__Provided data__.
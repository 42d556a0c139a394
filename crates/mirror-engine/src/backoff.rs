//! Reconnect backoff.

use std::time::Duration;

/// Delay before reconnect attempt `attempt`: `base * 2^attempt`, capped.
pub fn compute_backoff(base: Duration, ceiling: Duration, attempt: u32) -> Duration {
    let base_ms = base.as_millis() as u64;
    let max_ms = ceiling.as_millis() as u64;
    let multiplier = 1u64.checked_shl(attempt).unwrap_or(u64::MAX);
    Duration::from_millis(base_ms.saturating_mul(multiplier).min(max_ms))
}

/// Consecutive failed connection attempts.
///
/// Reset by any inbound message, so a connection that proves healthy
/// starts the next outage from the shortest delay.
#[derive(Debug, Clone)]
pub struct ReconnectState {
    attempt: u32,
    next_delay: Duration,
    base: Duration,
    ceiling: Duration,
    max_attempts: u32,
}

impl ReconnectState {
    pub fn new(base: Duration, ceiling: Duration, max_attempts: u32) -> Self {
        Self {
            attempt: 0,
            next_delay: base,
            base,
            ceiling,
            max_attempts,
        }
    }

    pub fn attempt(&self) -> u32 {
        self.attempt
    }

    pub fn next_delay(&self) -> Duration {
        self.next_delay
    }

    pub fn max_attempts(&self) -> u32 {
        self.max_attempts
    }

    /// Count a failure. `None` once the attempt budget is exhausted.
    pub fn on_failure(&mut self) -> Option<Duration> {
        self.attempt = self.attempt.saturating_add(1);
        if self.attempt > self.max_attempts {
            return None;
        }
        self.next_delay = compute_backoff(self.base, self.ceiling, self.attempt);
        Some(self.next_delay)
    }

    pub fn reset(&mut self) {
        self.attempt = 0;
        self.next_delay = self.base;
    }
}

__Directions__. The response should consist only of the lines running from the one that contains "if self.attempt >" through the end of the material, repeated exactly.

__Exercise solution__.
        if self.attempt > self.max_attempts {
            return None;
        }
        self.next_delay = compute_backoff(self.base, self.ceiling, self.attempt);
        Some(self.next_delay)
    }

    pub fn reset(&mut self) {
        self.attempt = 0;
        self.next_delay = self.base;
    }
}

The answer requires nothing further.